His solution was considered revolutionary for its time, creating a more humane and higher-quality concept compared to the works of other world-renowned modernists like Le Corbusier in Chandigarh. He solved complex challenges by respecting local socio-cultural preferences for clustered housing instead of high-rise buildings and by creating a varied urban landscape on a completely flat terrain. For this achievement, Tošković received the highest honors in India. He later documented his work in the book and exhibition "Salt Lake City, Kolkata, India – from idea to realization".

=== Projects in Africa ===
His work in Tanzania and Libya is an example of the Yugoslav model of exporting urban planning expertise within the Non-Aligned Movement.
- In Tanzania, he led the development of the Ruvuma Regional Plan, eight general urban plans, and numerous village plans. His reputation was such that the President of Tanzania, Julius Nyerere, once sent a private plane to bring him for consultations.
- In Libya, he participated in the "modern urbanization" of the country, as part of a broader engagement of Yugoslav engineers and architects in the region.

== Work in Serbia and Republika Srpska ==
While his international career was extensive, Tošković's contribution to his home country was equally significant, not only through specific plans but also through the establishment of a planning methodology enriched by his global experience.

=== Urban planner in Serbian cities ===
Tošković was directly involved in creating numerous urban plans for key cities in Serbia, including Šabac, Valjevo, Ćuprija, and Užice.

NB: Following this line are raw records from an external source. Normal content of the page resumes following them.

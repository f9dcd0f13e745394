//! Reducer boundary tests.
//!
//! These verify the contract between the Event enum and the reducer pattern:
//! - Every event has a deterministic event_type string
//! - Events cleanly serialize to JSONB and back
//! - Observability events are distinguishable from graph-mutating events
//! - The event_type tag matches the serde tag exactly
//! - Schema evolution works (old payloads missing new fields still deserialize)

use chrono::Utc;
use rootsignal_common::events::{
    Event, GatheringCorrection, SituationChange, SystemEvent, SystemSourceChange, TelemetryEvent,
    WorldEvent,
};
use rootsignal_common::safety::SensitivityLevel;
use rootsignal_common::types::*;
use serde_json::json;
use uuid::Uuid;

// =========================================================================
// Reducer classification — which events produce graph changes?
// =========================================================================

/// Events that the reducer should act on (produce graph mutations).
const GRAPH_MUTATING_TYPES: &[&str] = &[
    // World: Discovery (5 typed)
    "gathering_discovered",
    "aid_discovered",
    "need_discovered",
    "notice_discovered",
    "tension_discovered",
    // World: Corroboration fact
    "observation_corroborated",
    // World: Citations
    "citation_recorded",
    // World: Actors
    "actor_identified",
    "actor_linked_to_signal",
    "actor_location_identified",
    // World: Relationship edges
    "resource_edge_created",
    "response_linked",
    "tension_linked",
    // System: Observation lifecycle
    "freshness_confirmed",
    "confidence_scored",
    "corroboration_scored",
    "entity_expired",
    "entity_purged",
    "review_verdict_reached",
    "implied_queries_consumed",
    // System: Classifications
    "sensitivity_classified",
    "implied_queries_extracted",
    // System: Corrections (5 typed)
    "gathering_corrected",
    "aid_corrected",
    "need_corrected",
    "notice_corrected",
    "tension_corrected",
    // System: Actors
    "duplicate_actors_merged",
    "orphaned_actors_cleaned",
    // System: Situations
    "situation_identified",
    "situation_changed",
    "situation_promoted",
    // System: Tags
    "tag_suppressed",
    "tags_merged",
    // System: Quality / lint
    "empty_entities_cleaned",
    "fake_coordinates_nulled",
    "orphaned_citations_cleaned",
    // System: Source editorial
    "source_system_changed",
    // System: Source registry
    "source_registered",
    "source_changed",
    "source_deactivated",
    // System: Actor-source links
    "actor_linked_to_source",
    // System: App user actions
    "pin_created",
    "demand_received",
    "submission_received",
];

/// Events that the reducer should ignore (telemetry / informational / no-ops).
const OBSERVABILITY_TYPES: &[&str] = &[
    // Telemetry
    "url_scraped",
    "feed_scraped",
    "social_scraped",
    "social_topics_searched",
    "search_performed",
    "llm_extraction_completed",
    "budget_checkpoint",
    "bootstrap_completed",
    "agent_web_searched",
    "agent_page_read",
    "agent_future_query",
    "pins_removed",
    "demand_aggregated",
    // System informational — no graph mutation
    "expansion_query_collected",
    "source_link_discovered",
    // System informational — no graph mutation
    "observation_rejected",
    "extraction_dropped_no_date",
    "duplicate_detected",
    "dispatch_created",
];

#[test]
fn observability_events_are_distinct_from_graph_events() {
    for obs in OBSERVABILITY_TYPES {
        assert!(
            !GRAPH_MUTATING_TYPES.contains(obs),
            "{obs} appears in both observability and graph-mutating lists"
        );
    }
}

#[test]
fn all_event_types_are_classified() {
    let all_events = build_all_events();
    for event in &all_events {
        let et = event.event_type();
        let classified = GRAPH_MUTATING_TYPES.contains(&et) || OBSERVABILITY_TYPES.contains(&et);
        assert!(
            classified,
            "Event type '{}' is not classified as graph-mutating or observability",
            et
        );
    }
}

#[test]
fn no_duplicate_event_types() {
    let all_events = build_all_events();
    let mut seen = std::collections::HashSet::new();
    for event in &all_events {
        let et = event.event_type();
        assert!(seen.insert(et), "Duplicate event_type: {et}");
    }
}

// =========================================================================
// Serde tag ↔ event_type() consistency
// =========================================================================

#[test]
fn event_type_method_matches_serde_tag_for_all_variants() {
    let all_events = build_all_events();
    for event in &all_events {
        let method_type = event.event_type();
        let payload = event.to_payload();
        let serde_type = payload["type"].as_str().unwrap_or("<missing>");
        assert_eq!(
            method_type, serde_type,
            "event_type() = '{}' but serde tag = '{}' for event '{}'",
            method_type, serde_type, method_type
        );
    }
}

// =========================================================================
// Round-trip serialization
// =========================================================================

#[test]
fn every_event_variant_roundtrips_through_json() {
    let all_events = build_all_events();
    for event in &all_events {
        let payload = event.to_payload();
        let roundtripped = Event::from_payload(&payload).unwrap_or_else(|e| {
            panic!(
                "Failed to deserialize event_type='{}': {e}\nPayload: {}",
                event.event_type(),
                serde_json::to_string_pretty(&payload).unwrap()
            )
        });
        assert_eq!(
            event.event_type(),
            roundtripped.event_type(),
            "Round-trip changed event type"
        );
    }
}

This practical work demonstrates his commitment to addressing the specific challenges of urbanization in what was then Yugoslavia. His work within the prestigious Institute of Architecture and Urban & Spatial Planning of Serbia (IAUS) served as the primary platform for this institutional contribution. His international practice informed and enriched local theory, giving his domestic contributions significant real-world depth. His methodological approach often began with what he termed the "clean sheet," a concept of starting urban planning from a fresh, analytical perspective.

=== Mentorship in Republika Srpska ===
Tošković played a crucial role in the post-war development of the academic community in Republika Srpska. He provided "selfless support for the founding and development" of the Faculty of Architecture and Civil Engineering at the University of Banja Luka, where he taught until 2004. As a professor and mentor to numerous students, masters, and doctoral candidates, he directly shaped a new generation of professionals in the region.

== Legacy ==
Dobrivoje Tošković's lasting influence is seen through his extensive academic work and institution-building. He had a long and impactful teaching career as a professor at the Faculty of Geography, University of Belgrade, in the department of spatial planning. He also expanded his global reach as a lecturer at universities in Mosul, Iraq, and Helsinki, Finland.

His legacy is one of a more humane, context-sensitive modernism—a "third way" of urbanism forged in the unique geopolitical context of non-aligned Yugoslavia. His personal qualities, described as having high "professional integrity" and "human warmth," were the foundation of a professional methodology that viewed cities not as abstract designs but as homes for people.